**WHAT TO PRODUCE**
Report every line of the entries that contains the word "DTypeMismatch".

*** Opening INFORMATION PROVIDED ***

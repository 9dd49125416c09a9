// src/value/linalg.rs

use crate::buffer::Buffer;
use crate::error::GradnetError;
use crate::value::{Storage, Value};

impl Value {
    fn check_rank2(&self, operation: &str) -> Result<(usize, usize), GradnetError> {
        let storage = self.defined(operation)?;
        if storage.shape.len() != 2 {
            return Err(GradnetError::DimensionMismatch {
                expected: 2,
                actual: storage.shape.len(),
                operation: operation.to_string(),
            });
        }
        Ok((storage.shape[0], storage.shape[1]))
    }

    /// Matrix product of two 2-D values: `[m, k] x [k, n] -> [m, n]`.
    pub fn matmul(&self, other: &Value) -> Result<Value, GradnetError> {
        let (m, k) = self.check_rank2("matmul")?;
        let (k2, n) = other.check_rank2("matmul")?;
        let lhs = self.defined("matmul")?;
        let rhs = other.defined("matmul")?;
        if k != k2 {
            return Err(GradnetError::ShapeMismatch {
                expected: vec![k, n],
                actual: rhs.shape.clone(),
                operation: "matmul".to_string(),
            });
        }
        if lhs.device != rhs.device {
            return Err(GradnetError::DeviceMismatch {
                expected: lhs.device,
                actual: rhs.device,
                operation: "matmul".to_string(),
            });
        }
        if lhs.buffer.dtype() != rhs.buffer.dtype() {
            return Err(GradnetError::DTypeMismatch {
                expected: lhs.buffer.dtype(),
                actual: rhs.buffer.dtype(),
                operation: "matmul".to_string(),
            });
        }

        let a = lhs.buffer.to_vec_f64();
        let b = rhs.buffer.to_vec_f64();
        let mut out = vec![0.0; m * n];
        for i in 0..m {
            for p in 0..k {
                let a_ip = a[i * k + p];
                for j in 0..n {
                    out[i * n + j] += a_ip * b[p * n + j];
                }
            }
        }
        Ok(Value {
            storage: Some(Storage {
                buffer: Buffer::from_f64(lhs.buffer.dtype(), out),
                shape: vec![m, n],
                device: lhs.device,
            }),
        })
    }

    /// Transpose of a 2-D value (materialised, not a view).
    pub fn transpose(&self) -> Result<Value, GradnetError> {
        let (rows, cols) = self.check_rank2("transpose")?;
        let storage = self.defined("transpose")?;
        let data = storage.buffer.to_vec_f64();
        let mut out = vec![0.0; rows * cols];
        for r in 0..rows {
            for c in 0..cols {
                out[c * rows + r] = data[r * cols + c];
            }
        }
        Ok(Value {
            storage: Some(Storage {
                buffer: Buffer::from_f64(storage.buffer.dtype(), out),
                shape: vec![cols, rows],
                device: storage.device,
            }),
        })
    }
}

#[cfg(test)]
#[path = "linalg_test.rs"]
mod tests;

*** Closing INFORMATION PROVIDED ***
*** Opening INFORMATION PROVIDED ***

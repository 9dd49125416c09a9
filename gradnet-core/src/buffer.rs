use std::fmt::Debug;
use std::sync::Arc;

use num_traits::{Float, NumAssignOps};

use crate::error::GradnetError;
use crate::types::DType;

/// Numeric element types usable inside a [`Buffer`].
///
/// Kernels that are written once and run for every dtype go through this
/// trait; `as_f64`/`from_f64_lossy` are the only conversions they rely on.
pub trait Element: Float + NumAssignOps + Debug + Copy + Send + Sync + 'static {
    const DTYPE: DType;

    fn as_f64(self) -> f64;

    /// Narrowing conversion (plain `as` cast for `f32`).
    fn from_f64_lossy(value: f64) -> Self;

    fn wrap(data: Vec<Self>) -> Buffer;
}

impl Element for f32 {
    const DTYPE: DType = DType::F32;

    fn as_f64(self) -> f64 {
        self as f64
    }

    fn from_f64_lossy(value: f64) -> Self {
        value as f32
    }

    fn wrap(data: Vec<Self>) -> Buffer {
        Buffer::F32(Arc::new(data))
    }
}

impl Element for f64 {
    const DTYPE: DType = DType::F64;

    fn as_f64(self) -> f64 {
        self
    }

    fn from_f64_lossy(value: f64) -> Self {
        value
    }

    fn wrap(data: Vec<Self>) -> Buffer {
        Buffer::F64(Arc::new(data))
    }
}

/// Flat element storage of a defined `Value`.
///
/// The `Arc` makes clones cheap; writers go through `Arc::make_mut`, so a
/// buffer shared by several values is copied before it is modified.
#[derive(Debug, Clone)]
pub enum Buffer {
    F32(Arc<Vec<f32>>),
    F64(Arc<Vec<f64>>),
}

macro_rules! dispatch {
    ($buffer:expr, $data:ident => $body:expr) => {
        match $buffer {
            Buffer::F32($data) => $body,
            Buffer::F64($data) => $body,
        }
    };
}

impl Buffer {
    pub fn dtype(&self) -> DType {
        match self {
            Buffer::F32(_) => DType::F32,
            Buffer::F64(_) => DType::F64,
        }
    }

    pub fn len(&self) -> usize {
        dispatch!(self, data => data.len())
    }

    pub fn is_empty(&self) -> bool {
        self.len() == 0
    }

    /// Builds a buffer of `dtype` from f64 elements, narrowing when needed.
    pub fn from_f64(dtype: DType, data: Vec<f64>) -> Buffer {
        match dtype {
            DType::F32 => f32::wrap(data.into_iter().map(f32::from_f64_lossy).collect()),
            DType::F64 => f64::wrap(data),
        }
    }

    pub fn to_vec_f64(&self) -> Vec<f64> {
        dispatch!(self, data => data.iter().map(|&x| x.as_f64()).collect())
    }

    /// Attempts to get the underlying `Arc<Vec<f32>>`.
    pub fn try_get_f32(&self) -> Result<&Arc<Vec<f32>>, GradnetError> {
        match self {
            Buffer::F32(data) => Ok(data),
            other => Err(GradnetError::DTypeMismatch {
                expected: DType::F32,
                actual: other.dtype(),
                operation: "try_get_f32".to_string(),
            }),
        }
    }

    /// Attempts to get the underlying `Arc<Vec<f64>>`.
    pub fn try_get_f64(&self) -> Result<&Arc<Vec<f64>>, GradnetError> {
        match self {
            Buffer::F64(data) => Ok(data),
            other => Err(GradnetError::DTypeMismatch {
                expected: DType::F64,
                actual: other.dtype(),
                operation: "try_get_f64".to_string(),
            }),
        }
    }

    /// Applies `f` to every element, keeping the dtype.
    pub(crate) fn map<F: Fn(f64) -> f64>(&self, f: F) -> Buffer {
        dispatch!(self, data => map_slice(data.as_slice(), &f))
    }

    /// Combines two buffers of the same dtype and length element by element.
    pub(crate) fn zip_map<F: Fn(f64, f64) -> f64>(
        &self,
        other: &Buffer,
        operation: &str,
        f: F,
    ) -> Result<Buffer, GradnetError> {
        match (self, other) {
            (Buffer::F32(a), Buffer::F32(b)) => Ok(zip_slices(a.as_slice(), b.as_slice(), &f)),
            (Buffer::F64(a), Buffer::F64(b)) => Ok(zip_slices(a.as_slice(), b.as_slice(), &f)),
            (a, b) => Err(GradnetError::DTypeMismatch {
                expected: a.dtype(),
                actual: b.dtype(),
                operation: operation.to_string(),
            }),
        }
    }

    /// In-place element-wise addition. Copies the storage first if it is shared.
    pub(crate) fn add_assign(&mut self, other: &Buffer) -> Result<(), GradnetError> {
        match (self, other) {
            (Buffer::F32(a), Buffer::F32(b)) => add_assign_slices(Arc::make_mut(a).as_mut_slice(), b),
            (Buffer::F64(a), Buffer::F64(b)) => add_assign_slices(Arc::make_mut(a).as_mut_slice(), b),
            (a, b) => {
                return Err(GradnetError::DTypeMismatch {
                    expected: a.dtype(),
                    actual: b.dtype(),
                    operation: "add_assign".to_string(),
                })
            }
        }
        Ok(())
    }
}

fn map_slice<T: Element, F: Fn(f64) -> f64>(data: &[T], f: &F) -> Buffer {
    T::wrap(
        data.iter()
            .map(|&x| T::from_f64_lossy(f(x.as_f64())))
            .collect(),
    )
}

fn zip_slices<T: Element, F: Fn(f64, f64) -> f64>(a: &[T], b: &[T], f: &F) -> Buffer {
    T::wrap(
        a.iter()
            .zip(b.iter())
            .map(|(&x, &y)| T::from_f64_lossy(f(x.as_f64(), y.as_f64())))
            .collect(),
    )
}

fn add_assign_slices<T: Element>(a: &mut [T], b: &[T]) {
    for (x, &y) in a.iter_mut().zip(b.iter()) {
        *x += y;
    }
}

*** Closing INFORMATION PROVIDED ***

**ANSWER TO THIS EXERCISE**
            return Err(GradnetError::DTypeMismatch {
            other => Err(GradnetError::DTypeMismatch {
            other => Err(GradnetError::DTypeMismatch {
            (a, b) => Err(GradnetError::DTypeMismatch {
                return Err(GradnetError::DTypeMismatch {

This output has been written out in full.